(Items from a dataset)
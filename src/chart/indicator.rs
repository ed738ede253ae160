use crate::chart::types::{Bar, IndicatorValue};
use crate::error::ChartError;
use serde::{Deserialize, Serialize};
use std::collections::BTreeSet;
use tracing::warn;

pub const DEFAULT_PERIOD: usize = 14;
pub const DEFAULT_FAST_PERIOD: usize = 12;
pub const DEFAULT_SLOW_PERIOD: usize = 26;
pub const DEFAULT_SIGNAL_PERIOD: usize = 9;
pub const DEFAULT_BAND_MULTIPLIER: f64 = 2.0;
pub const DEFAULT_LINE_COLOR: &str = "#2962ff";
pub const DEFAULT_LINE_THICKNESS: f64 = 1.0;
pub const MIN_PERIOD: usize = 1;
pub const MAX_PERIOD: usize = 500;

// A windowed average still counts when at least this share of its points is
// usable, so sparse gaps upstream do not blank the whole line.
const WINDOW_VALID_RATIO: f64 = 0.8;

#[derive(Debug, Clone, Copy, Serialize, Deserialize, PartialEq, Eq)]
#[serde(rename_all = "lowercase")]
pub enum IndicatorKind {
    Sma,
    Ema,
    Rsi,
    Macd,
    #[serde(rename = "bb")]
    BollingerBands,
    Atr,
}

impl IndicatorKind {
    pub fn default_category(self) -> IndicatorCategory {
        match self {
            Self::Sma | Self::Ema | Self::BollingerBands => IndicatorCategory::Main,
            Self::Rsi | Self::Macd | Self::Atr => IndicatorCategory::Sub,
        }
    }
}

#[derive(Debug, Clone, Copy, Serialize, Deserialize, PartialEq, Eq)]
#[serde(rename_all = "lowercase")]
pub enum IndicatorCategory {
    Main,
    Sub,
}

#[derive(Debug, Clone, Copy, Serialize, Deserialize, PartialEq, Eq, Default)]
#[serde(rename_all = "lowercase")]
pub enum PriceSource {
    Open,
    High,
    Low,
    #[default]
    Close,
}

impl PriceSource {
    pub fn extract(self, bar: &Bar) -> f64 {
        match self {
            Self::Open => bar.open,
            Self::High => bar.high,
            Self::Low => bar.low,
            Self::Close => bar.close,
        }
    }
}

#[derive(Debug, Clone, Serialize, Deserialize, PartialEq)]
#[serde(rename_all = "camelCase")]
pub struct IndicatorSettings {
    #[serde(default = "default_period")]
    pub period: usize,
    #[serde(default)]
    pub source: PriceSource,
    #[serde(default = "default_fast_period")]
    pub fast_period: usize,
    #[serde(default = "default_slow_period")]
    pub slow_period: usize,
    #[serde(default = "default_signal_period")]
    pub signal_period: usize,
    #[serde(default = "default_multiplier")]
    pub multiplier: f64,
    #[serde(default = "default_color")]
    pub color: String,
    #[serde(default = "default_thickness")]
    pub thickness: f64,
}

fn default_period() -> usize {
    DEFAULT_PERIOD
}

fn default_fast_period() -> usize {
    DEFAULT_FAST_PERIOD
}

fn default_slow_period() -> usize {
    DEFAULT_SLOW_PERIOD
}

fn default_signal_period() -> usize {
    DEFAULT_SIGNAL_PERIOD
}

fn default_multiplier() -> f64 {
    DEFAULT_BAND_MULTIPLIER
}

fn default_color() -> String {
    DEFAULT_LINE_COLOR.to_string()
}

fn default_thickness() -> f64 {
    DEFAULT_LINE_THICKNESS
}

impl Default for IndicatorSettings {
    fn default() -> Self {
        Self {
            period: DEFAULT_PERIOD,
            source: PriceSource::default(),
            fast_period: DEFAULT_FAST_PERIOD,
            slow_period: DEFAULT_SLOW_PERIOD,
            signal_period: DEFAULT_SIGNAL_PERIOD,
            multiplier: DEFAULT_BAND_MULTIPLIER,
            color: DEFAULT_LINE_COLOR.to_string(),
            thickness: DEFAULT_LINE_THICKNESS,
        }
    }
}

impl IndicatorSettings {
    pub fn validate_for(&self, kind: IndicatorKind) -> Result<(), ChartError> {
        let period_range = MIN_PERIOD..=MAX_PERIOD;

        match kind {
            IndicatorKind::Macd => {
                for (name, value) in [
                    ("fastPeriod", self.fast_period),
                    ("slowPeriod", self.slow_period),
                    ("signalPeriod", self.signal_period),
                ] {
                    if !period_range.contains(&value) {
                        return Err(ChartError::InvalidArgument(format!(
                            "{name} must be between {MIN_PERIOD} and {MAX_PERIOD}"
                        )));
                    }
                }
            }
            _ => {
                if !period_range.contains(&self.period) {
                    return Err(ChartError::InvalidArgument(format!(
                        "period must be between {MIN_PERIOD} and {MAX_PERIOD}"
                    )));
                }
            }
        }

        if kind == IndicatorKind::BollingerBands
            && (!self.multiplier.is_finite() || self.multiplier <= 0.0)
        {
            return Err(ChartError::InvalidArgument(
                "multiplier must be a finite positive number".to_string(),
            ));
        }

        if !self.thickness.is_finite() || self.thickness <= 0.0 {
            return Err(ChartError::InvalidArgument(
                "thickness must be a finite positive number".to_string(),
            ));
        }

        Ok(())
    }
}

#[derive(Debug, Clone, Serialize, Deserialize, PartialEq)]
#[serde(rename_all = "camelCase")]
pub struct IndicatorSpec {
    pub id: u64,
    pub kind: IndicatorKind,
    pub category: IndicatorCategory,
    pub settings: IndicatorSettings,
}

impl IndicatorSpec {
    // Bars required before the first non-null value appears.
    pub fn lookback(&self) -> usize {
        match self.kind {
            IndicatorKind::Sma | IndicatorKind::Ema | IndicatorKind::BollingerBands
            | IndicatorKind::Atr => self.settings.period.saturating_sub(1),
            IndicatorKind::Rsi => self.settings.period,
            IndicatorKind::Macd => {
                self.settings
                    .fast_period
                    .max(self.settings.slow_period)
                    .saturating_sub(1)
                    + self.settings.signal_period.saturating_sub(1)
            }
        }
    }
}

pub fn max_lookback(specs: &[IndicatorSpec]) -> usize {
    specs.iter().map(IndicatorSpec::lookback).max().unwrap_or(0)
}

fn source_series(bars: &[Bar], source: PriceSource) -> Vec<f64> {
    bars.iter().map(|bar| source.extract(bar)).collect()
}

fn window_mean(window: &[f64]) -> Option<f64> {
    let valid: Vec<f64> = window.iter().copied().filter(|v| v.is_finite()).collect();
    if (valid.len() as f64) < window.len() as f64 * WINDOW_VALID_RATIO || valid.is_empty() {
        return None;
    }
    Some(valid.iter().sum::<f64>() / valid.len() as f64)
}

pub fn sma_series(values: &[f64], period: usize) -> Vec<Option<f64>> {
    let mut out = vec![None; values.len()];
    if period == 0 {
        return out;
    }
    for i in (period - 1)..values.len() {
        out[i] = window_mean(&values[i + 1 - period..=i]);
    }
    out
}

pub fn ema_series(values: &[f64], period: usize) -> Vec<Option<f64>> {
    let mut out = vec![None; values.len()];
    if period == 0 || values.len() < period {
        return out;
    }

    let seed_window = &values[..period];
    if seed_window.iter().any(|v| !v.is_finite()) {
        return out;
    }
    let mut prev = seed_window.iter().sum::<f64>() / period as f64;
    out[period - 1] = Some(prev);

    let k = 2.0 / (period as f64 + 1.0);
    for i in period..values.len() {
        // A gap upstream halts propagation for the rest of the series.
        if !values[i].is_finite() {
            break;
        }
        prev = values[i] * k + prev * (1.0 - k);
        out[i] = Some(prev);
    }
    out
}

fn rsi_point(avg_gain: f64, avg_loss: f64) -> f64 {
    if avg_loss == 0.0 {
        return 100.0;
    }
    100.0 - 100.0 / (1.0 + avg_gain / avg_loss)
}

pub fn rsi_series(values: &[f64], period: usize) -> Vec<Option<f64>> {
    let mut out = vec![None; values.len()];
    if period == 0 || values.len() < period + 1 {
        return out;
    }

    let deltas: Vec<f64> = values.windows(2).map(|pair| pair[1] - pair[0]).collect();

    let mut avg_gain = deltas[..period]
        .iter()
        .map(|delta| delta.max(0.0))
        .sum::<f64>()
        / period as f64;
    let mut avg_loss = deltas[..period]
        .iter()
        .map(|delta| (-delta).max(0.0))
        .sum::<f64>()
        / period as f64;
    out[period] = Some(rsi_point(avg_gain, avg_loss));

    for (delta_index, delta) in deltas.iter().enumerate().skip(period) {
        let gain = delta.max(0.0);
        let loss = (-delta).max(0.0);
        avg_gain = (avg_gain * (period as f64 - 1.0) + gain) / period as f64;
        avg_loss = (avg_loss * (period as f64 - 1.0) + loss) / period as f64;
        out[delta_index + 1] = Some(rsi_point(avg_gain, avg_loss));
    }
    out
}

pub fn macd_series(
    values: &[f64],
    fast_period: usize,
    slow_period: usize,
    signal_period: usize,
) -> Vec<Option<IndicatorValue>> {
    let len = values.len();
    let fast_ema = ema_series(values, fast_period);
    let slow_ema = ema_series(values, slow_period);

    let macd_line: Vec<Option<f64>> = (0..len)
        .map(|i| match (fast_ema[i], slow_ema[i]) {
            (Some(fast), Some(slow)) => Some(fast - slow),
            _ => None,
        })
        .collect();

    let mut signal_line: Vec<Option<f64>> = vec![None; len];
    if signal_period > 0 {
        if let Some(start) = macd_line.iter().position(Option::is_some) {
            let seed_end = start + signal_period;
            if seed_end <= len && macd_line[start..seed_end].iter().all(Option::is_some) {
                // Seed the signal as a simple average of the first
                // signal_period macd values, then switch to the EMA recurrence.
                let mut prev = macd_line[start..seed_end]
                    .iter()
                    .map(|value| value.unwrap_or(0.0))
                    .sum::<f64>()
                    / signal_period as f64;
                signal_line[seed_end - 1] = Some(prev);

                let k = 2.0 / (signal_period as f64 + 1.0);
                for i in seed_end..len {
                    let Some(macd) = macd_line[i] else {
                        break;
                    };
                    prev = macd * k + prev * (1.0 - k);
                    signal_line[i] = Some(prev);
                }
            }
        }
    }

    (0..len)
        .map(|i| {
            macd_line[i].map(|macd| IndicatorValue::Macd {
                macd,
                signal: signal_line[i],
                histogram: signal_line[i].map(|signal| macd - signal),
            })
        })
        .collect()
}

pub fn bollinger_series(
    values: &[f64],
    period: usize,
    multiplier: f64,
) -> Vec<Option<IndicatorValue>> {
    let mut out = vec![None; values.len()];
    if period == 0 {
        return out;
    }

    for i in (period - 1)..values.len() {
        let window = &values[i + 1 - period..=i];
        let Some(middle) = window_mean(window) else {
            continue;
        };
        let valid: Vec<f64> = window.iter().copied().filter(|v| v.is_finite()).collect();
        let variance =
            valid.iter().map(|v| (v - middle) * (v - middle)).sum::<f64>() / valid.len() as f64;
        let band = multiplier * variance.sqrt();
        out[i] = Some(IndicatorValue::Bands {
            upper: middle + band,
            middle,
            lower: middle - band,
        });
    }
    out
}

pub fn atr_series(bars: &[Bar], period: usize) -> Vec<Option<f64>> {
    let mut out = vec![None; bars.len()];
    if period == 0 || bars.len() < period {
        return out;
    }

    let true_ranges: Vec<f64> = bars
        .iter()
        .enumerate()
        .map(|(i, bar)| {
            if i == 0 {
                bar.high - bar.low
            } else {
                let prev_close = bars[i - 1].close;
                (bar.high - bar.low)
                    .max((bar.high - prev_close).abs())
                    .max((bar.low - prev_close).abs())
            }
        })
        .collect();

    let mut prev = true_ranges[..period].iter().sum::<f64>() / period as f64;
    out[period - 1] = Some(prev);
    for i in period..bars.len() {
        prev = (prev * (period as f64 - 1.0) + true_ranges[i]) / period as f64;
        out[i] = Some(prev);
    }
    out
}

pub fn compute_series(
    bars: &[Bar],
    spec: &IndicatorSpec,
) -> Result<Vec<Option<IndicatorValue>>, ChartError> {
    spec.settings.validate_for(spec.kind)?;

    let series = match spec.kind {
        IndicatorKind::Sma => {
            let values = source_series(bars, spec.settings.source);
            sma_series(&values, spec.settings.period)
                .into_iter()
                .map(|value| value.map(IndicatorValue::Scalar))
                .collect()
        }
        IndicatorKind::Ema => {
            let values = source_series(bars, spec.settings.source);
            ema_series(&values, spec.settings.period)
                .into_iter()
                .map(|value| value.map(IndicatorValue::Scalar))
                .collect()
        }
        IndicatorKind::Rsi => {
            let values = source_series(bars, spec.settings.source);
            rsi_series(&values, spec.settings.period)
                .into_iter()
                .map(|value| value.map(IndicatorValue::Scalar))
                .collect()
        }
        IndicatorKind::Macd => {
            let values = source_series(bars, spec.settings.source);
            macd_series(
                &values,
                spec.settings.fast_period,
                spec.settings.slow_period,
                spec.settings.signal_period,
            )
        }
        IndicatorKind::BollingerBands => {
            let values = source_series(bars, spec.settings.source);
            bollinger_series(&values, spec.settings.period, spec.settings.multiplier)
        }
        IndicatorKind::Atr => atr_series(bars, spec.settings.period)
            .into_iter()
            .map(|value| value.map(IndicatorValue::Scalar))
            .collect(),
    };

    Ok(series)
}

// Full-array recompute; one failing indicator never blocks the others.
pub fn recompute_indicators(bars: &mut [Bar], specs: &[IndicatorSpec]) {
    let active_ids: BTreeSet<u64> = specs.iter().map(|spec| spec.id).collect();
    for bar in bars.iter_mut() {
        bar.indicator_values.retain(|id, _| active_ids.contains(id));
    }

    for spec in specs {
        match compute_series(bars, spec) {
            Ok(series) => {
                for (bar, value) in bars.iter_mut().zip(series) {
                    match value {
                        Some(value) => {
                            bar.indicator_values.insert(spec.id, value);
                        }
                        None => {
                            bar.indicator_values.remove(&spec.id);
                        }
                    }
                }
            }
            Err(error) => {
                warn!(indicator_id = spec.id, %error, "indicator recompute failed");
                for bar in bars.iter_mut() {
                    bar.indicator_values.remove(&spec.id);
                }
            }
        }
    }
}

_Action item_
For the word "IndicatorValue", go through the records and show each line that carries it.

_Response to the exercise_
use crate::chart::types::{Bar, IndicatorValue};
) -> Vec<Option<IndicatorValue>> {
            macd_line[i].map(|macd| IndicatorValue::Macd {
) -> Vec<Option<IndicatorValue>> {
        out[i] = Some(IndicatorValue::Bands {
) -> Result<Vec<Option<IndicatorValue>>, ChartError> {
                .map(|value| value.map(IndicatorValue::Scalar))
                .map(|value| value.map(IndicatorValue::Scalar))
                .map(|value| value.map(IndicatorValue::Scalar))
            .map(|value| value.map(IndicatorValue::Scalar))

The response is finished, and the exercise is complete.